• **Activity**
Locate every line in the material below that has the word "generated". Copy each of those lines.

^^^^

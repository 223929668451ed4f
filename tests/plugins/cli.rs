use serde_json::Value;
use std::fs;
use std::path::Path;
use std::process::{Command, Output, Stdio};
use tempfile::tempdir;

fn run_cmd(root: &Path, args: &[&str]) -> Output {
    Command::new(env!("CARGO_BIN_EXE_pincer"))
        .arg("--root")
        .arg(root)
        .args(args)
        .env("PINCER_AGENT_ID", "cli-test")
        .env("NO_COLOR", "1")
        .output()
        .unwrap_or_else(|e| panic!("failed to run pincer {:?}: {}", args, e))
}

fn run_json(root: &Path, args: &[&str]) -> Value {
    let out = run_cmd(root, args);
    assert!(
        out.status.success(),
        "pincer {:?} failed: {}",
        args,
        String::from_utf8_lossy(&out.stderr)
    );
    serde_json::from_slice(&out.stdout).unwrap_or_else(|e| {
        panic!(
            "pincer {:?} did not print JSON ({}): {}",
            args,
            e,
            String::from_utf8_lossy(&out.stdout)
        )
    })
}

fn write_definition(dir: &Path) -> String {
    let path = dir.join("w1.json");
    fs::write(
        &path,
        r#"{
  "id": "W1",
  "domain": "web",
  "priority": "high",
  "tasks": [
    { "id": "A", "name": "schema", "capability": "backend" },
    { "id": "B", "name": "api", "capability": "backend", "depends_on": ["A"] },
    { "id": "C", "name": "ui", "capability": "frontend", "depends_on": ["A"] }
  ]
}"#,
    )
    .unwrap();
    path.to_string_lossy().to_string()
}

#[test]
fn test_init_writes_config_once() {
    let tmp = tempdir().unwrap();
    let root = tmp.path().join(".pincer");
    assert!(run_cmd(&root, &["init"]).status.success());
    assert!(root.join("config.toml").exists());
    assert!(root.join("data").is_dir());
    assert!(root.join("evidence").is_dir());

    fs::write(root.join("config.toml"), "[pool]\nmax_concurrency = 1\n").unwrap();
    assert!(run_cmd(&root, &["init"]).status.success());
    assert_eq!(
        fs::read_to_string(root.join("config.toml")).unwrap(),
        "[pool]\nmax_concurrency = 1\n"
    );
}

#[test]
fn test_workflow_lifecycle_over_cli() {
    let tmp = tempdir().unwrap();
    let root = tmp.path().join(".pincer");
    let def = write_definition(tmp.path());

    let started = run_json(&root, &["workflow", "--format", "json", "start", "--file", &def]);
    assert_eq!(started["status"], "ok");
    assert_eq!(started["workflow"]["tasks"][0]["status"], "PENDING");

    let check = run_json(
        &root,
        &["task", "--format", "json", "check", "--workflow", "W1", "--task", "B"],
    );
    assert_eq!(check["ready"], false);

    let adv = run_json(
        &root,
        &["task", "--format", "json", "advance", "--workflow", "W1", "--task", "A"],
    );
    assert_eq!(adv["result"]["outcome"], "dispatched");
    let agent = adv["result"]["agent_id"].as_str().unwrap().to_string();
    assert!(agent.starts_with("backend-"));

    let done = run_json(
        &root,
        &[
            "task", "--format", "json", "complete", "--workflow", "W1", "--task", "A",
            "--deliverable", "schema.sql",
        ],
    );
    assert_eq!(done["task"]["status"], "COMPLETED");

    let ready = run_json(&root, &["workflow", "--format", "json", "ready", "W1"]);
    assert_eq!(ready["ready"], serde_json::json!(["B", "C"]));

    let status = run_json(&root, &["workflow", "--format", "json", "status", "W1"]);
    assert_eq!(status["snapshot"]["counts"]["completed"], 1);

    let journal = run_json(&root, &["workflow", "--format", "json", "journal"]);
    let events = journal["events"].as_array().unwrap();
    assert_eq!(events.len(), 3);
    assert_eq!(events[1]["actor"], "cli-test");
}

#[test]
fn test_advance_outcomes_are_not_errors() {
    let tmp = tempdir().unwrap();
    let root = tmp.path().join(".pincer");
    let def = write_definition(tmp.path());
    run_json(&root, &["workflow", "--format", "json", "start", "--file", &def]);

    let adv = run_json(
        &root,
        &["task", "--format", "json", "advance", "--workflow", "W1", "--task", "B"],
    );
    assert_eq!(adv["result"]["outcome"], "not_ready");
    assert_eq!(adv["result"]["reason"], "dependency 'A' is PENDING");
}

#[test]
fn test_concurrent_advance_processes_dispatch_one_agent_once() {
    let tmp = tempdir().unwrap();
    let root = tmp.path().join(".pincer");
    fs::create_dir_all(&root).unwrap();
    fs::write(
        root.join("config.toml"),
        r#"[pool]
max_concurrency = 1

[[pool.agents]]
id = "be-1"
name = "Backend 1"
capability = "backend"
"#,
    )
    .unwrap();
    let def = tmp.path().join("pair.json");
    fs::write(
        &def,
        r#"{
  "id": "P",
  "domain": "web",
  "priority": "medium",
  "tasks": [
    { "id": "X", "name": "x", "capability": "backend" },
    { "id": "Y", "name": "y", "capability": "backend" },
    { "id": "Z", "name": "z", "capability": "backend" },
    { "id": "W", "name": "w", "capability": "backend" }
  ]
}"#,
    )
    .unwrap();
    run_json(
        &root,
        &["workflow", "--format", "json", "start", "--file", &def.to_string_lossy()],
    );

    let children: Vec<_> = ["X", "Y", "Z", "W"]
        .into_iter()
        .map(|task| {
            Command::new(env!("CARGO_BIN_EXE_pincer"))
                .arg("--root")
                .arg(&root)
                .args(["task", "--format", "json", "advance", "--workflow", "P", "--task", task])
                .env("PINCER_AGENT_ID", "cli-test")
                .env("NO_COLOR", "1")
                .stdout(Stdio::piped())
                .stderr(Stdio::piped())
                .spawn()
                .unwrap()
        })
        .collect();
    let outcomes: Vec<String> = children
        .into_iter()
        .map(|child| {
            let out = child.wait_with_output().unwrap();
            assert!(out.status.success(), "{}", String::from_utf8_lossy(&out.stderr));
            let v: Value = serde_json::from_slice(&out.stdout).unwrap();
            v["result"]["outcome"].as_str().unwrap().to_string()
        })
        .collect();
    assert_eq!(outcomes.iter().filter(|o| *o == "dispatched").count(), 1, "{:?}", outcomes);
    assert_eq!(
        outcomes.iter().filter(|o| *o == "no_agent_available").count(),
        3,
        "{:?}",
        outcomes
    );

    let status = run_json(&root, &["workflow", "--format", "json", "status", "P"]);
    assert_eq!(status["snapshot"]["counts"]["running"], 1);
}

#[test]
fn test_errors_exit_nonzero_with_code() {
    let tmp = tempdir().unwrap();
    let root = tmp.path().join(".pincer");
    let def = write_definition(tmp.path());
    run_json(&root, &["workflow", "--format", "json", "start", "--file", &def]);

    let dup = run_cmd(&root, &["workflow", "start", "--file", &def]);
    assert!(!dup.status.success());
    assert!(String::from_utf8_lossy(&dup.stderr).contains("DUPLICATE_WORKFLOW"));

    let missing = run_cmd(&root, &["workflow", "status", "nope"]);
    assert!(!missing.status.success());
    assert!(String::from_utf8_lossy(&missing.stderr).contains("UNKNOWN_WORKFLOW"));

    let early = run_cmd(&root, &["task", "complete", "--workflow", "W1", "--task", "A"]);
    assert!(!early.status.success());
    assert!(String::from_utf8_lossy(&early.stderr).contains("INVALID_TRANSITION"));
}

#[test]
fn test_evidence_generate_and_verify() {
    let tmp = tempdir().unwrap();
    let root = tmp.path().join(".pincer");
    let def = write_definition(tmp.path());
    run_json(&root, &["workflow", "--format", "json", "start", "--file", &def]);
    run_json(&root, &["task", "--format", "json", "advance", "--workflow", "W1", "--task", "A"]);
    run_json(&root, &["task", "--format", "json", "complete", "--workflow", "W1", "--task", "A"]);

    let generated = run_json(
        &root,
        &["evidence", "--format", "json", "generate", "--workflow", "W1", "--task", "A"],
    );
    let path = generated["path"].as_str().unwrap().to_string();
    assert!(Path::new(&path).starts_with(root.join("evidence")));
    assert_eq!(generated["record"]["tasks"][0]["status"], "COMPLETED");

    let ok = run_json(&root, &["evidence", "--format", "json", "verify", &path]);
    assert_eq!(ok["valid"], true);

    let tampered = fs::read_to_string(&path).unwrap().replace("COMPLETED", "FAILED");
    fs::write(&path, tampered).unwrap();
    let bad = run_cmd(&root, &["evidence", "verify", &path]);
    assert!(!bad.status.success());
}

#[test]
fn test_schema_lists_command_groups() {
    let tmp = tempdir().unwrap();
    let out = run_json(tmp.path(), &["schema"]);
    for group in ["workflow", "task", "agent", "evidence"] {
        assert_eq!(out["groups"][group]["name"], group);
    }
}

^^^^

• **Expected answer**
    let generated = run_json(
    let path = generated["path"].as_str().unwrap().to_string();
    assert_eq!(generated["record"]["tasks"][0]["status"], "COMPLETED");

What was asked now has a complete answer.